Exact reproduction of every entry is required.

_Input data_:
+-------+

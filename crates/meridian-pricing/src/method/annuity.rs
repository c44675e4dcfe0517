//! Discounting method for annuities of fixed coupons.

use meridian_core::MultipleCurrencyAmount;
use meridian_curves::{MulticurveProvider, MultipleCurrencyMulticurveSensitivity};

use super::CouponFixedDiscountingMethod;
use crate::error::PricingResult;
use crate::instruments::AnnuityCouponFixed;

/// Values an [`AnnuityCouponFixed`] as the sum of its coupons.
///
/// Coupons are combined in the order the annuity holds them.
#[derive(Debug, Clone, Copy, Default)]
pub struct AnnuityDiscountingMethod {
    coupon: CouponFixedDiscountingMethod,
}

impl AnnuityDiscountingMethod {
    /// Creates the method.
    #[must_use]
    pub fn new() -> Self {
        Self::default()
    }

    /// Returns the present value of the annuity.
    pub fn present_value<P>(
        &self,
        annuity: &AnnuityCouponFixed,
        provider: &P,
    ) -> PricingResult<MultipleCurrencyAmount>
    where
        P: MulticurveProvider + ?Sized,
    {
        annuity
            .coupons()
            .iter()
            .try_fold(MultipleCurrencyAmount::new(), |total, coupon| {
                Ok(total.plus(&self.coupon.present_value(coupon, provider)?))
            })
    }

    /// Returns the curve sensitivity of the annuity present value.
    pub fn present_value_curve_sensitivity<P>(
        &self,
        annuity: &AnnuityCouponFixed,
        provider: &P,
    ) -> PricingResult<MultipleCurrencyMulticurveSensitivity>
    where
        P: MulticurveProvider + ?Sized,
    {
        annuity.coupons().iter().try_fold(
            MultipleCurrencyMulticurveSensitivity::new(),
            |total, coupon| {
                Ok(total.plus(&self.coupon.present_value_curve_sensitivity(coupon, provider)?))
            },
        )
    }

    /// Returns the present value with every coupon notional made positive.
    pub fn present_value_positive_notional<P>(
        &self,
        annuity: &AnnuityCouponFixed,
        provider: &P,
    ) -> PricingResult<MultipleCurrencyAmount>
    where
        P: MulticurveProvider + ?Sized,
    {
        self.present_value(&annuity.with_positive_notional(), provider)
    }
}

+-------+

_Answer to this problem_:
filename crates/meridian-pricing/src/method/annuity.rs
repository c44675e4dcfe0517
//! Discounting method for annuities of fixed coupons.

use meridian_core::MultipleCurrencyAmount;
use meridian_curves::{MulticurveProvider, MultipleCurrencyMulticurveSensitivity};

use super::CouponFixedDiscountingMethod;
use crate::error::PricingResult;
use crate::instruments::AnnuityCouponFixed;

/// Values an [`AnnuityCouponFixed`] as the sum of its coupons.
///
/// Coupons are combined in the order the annuity holds them.
#[derive(Debug, Clone, Copy, Default)]
pub struct AnnuityDiscountingMethod {
    coupon: CouponFixedDiscountingMethod,
}

impl AnnuityDiscountingMethod {
    /// Creates the method.
    #[must_use]
    pub fn new() -> Self {
        Self::default()
    }

    /// Returns the present value of the annuity.
    pub fn present_value<P>(
        &self,
        annuity: &AnnuityCouponFixed,
        provider: &P,
    ) -> PricingResult<MultipleCurrencyAmount>
    where
        P: MulticurveProvider + ?Sized,
    {
        annuity
            .coupons()
            .iter()
            .try_fold(MultipleCurrencyAmount::new(), |total, coupon| {
                Ok(total.plus(&self.coupon.present_value(coupon, provider)?))
            })
    }

    /// Returns the curve sensitivity of the annuity present value.
    pub fn present_value_curve_sensitivity<P>(
        &self,
        annuity: &AnnuityCouponFixed,
        provider: &P,
    ) -> PricingResult<MultipleCurrencyMulticurveSensitivity>
    where
        P: MulticurveProvider + ?Sized,
    {
        annuity.coupons().iter().try_fold(
            MultipleCurrencyMulticurveSensitivity::new(),
            |total, coupon| {
                Ok(total.plus(&self.coupon.present_value_curve_sensitivity(coupon, provider)?))
            },
        )
    }

    /// Returns the present value with every coupon notional made positive.
    pub fn present_value_positive_notional<P>(
        &self,
        annuity: &AnnuityCouponFixed,
        provider: &P,
    ) -> PricingResult<MultipleCurrencyAmount>
    where
        P: MulticurveProvider + ?Sized,
    {
        self.present_value(&annuity.with_positive_notional(), provider)
    }
}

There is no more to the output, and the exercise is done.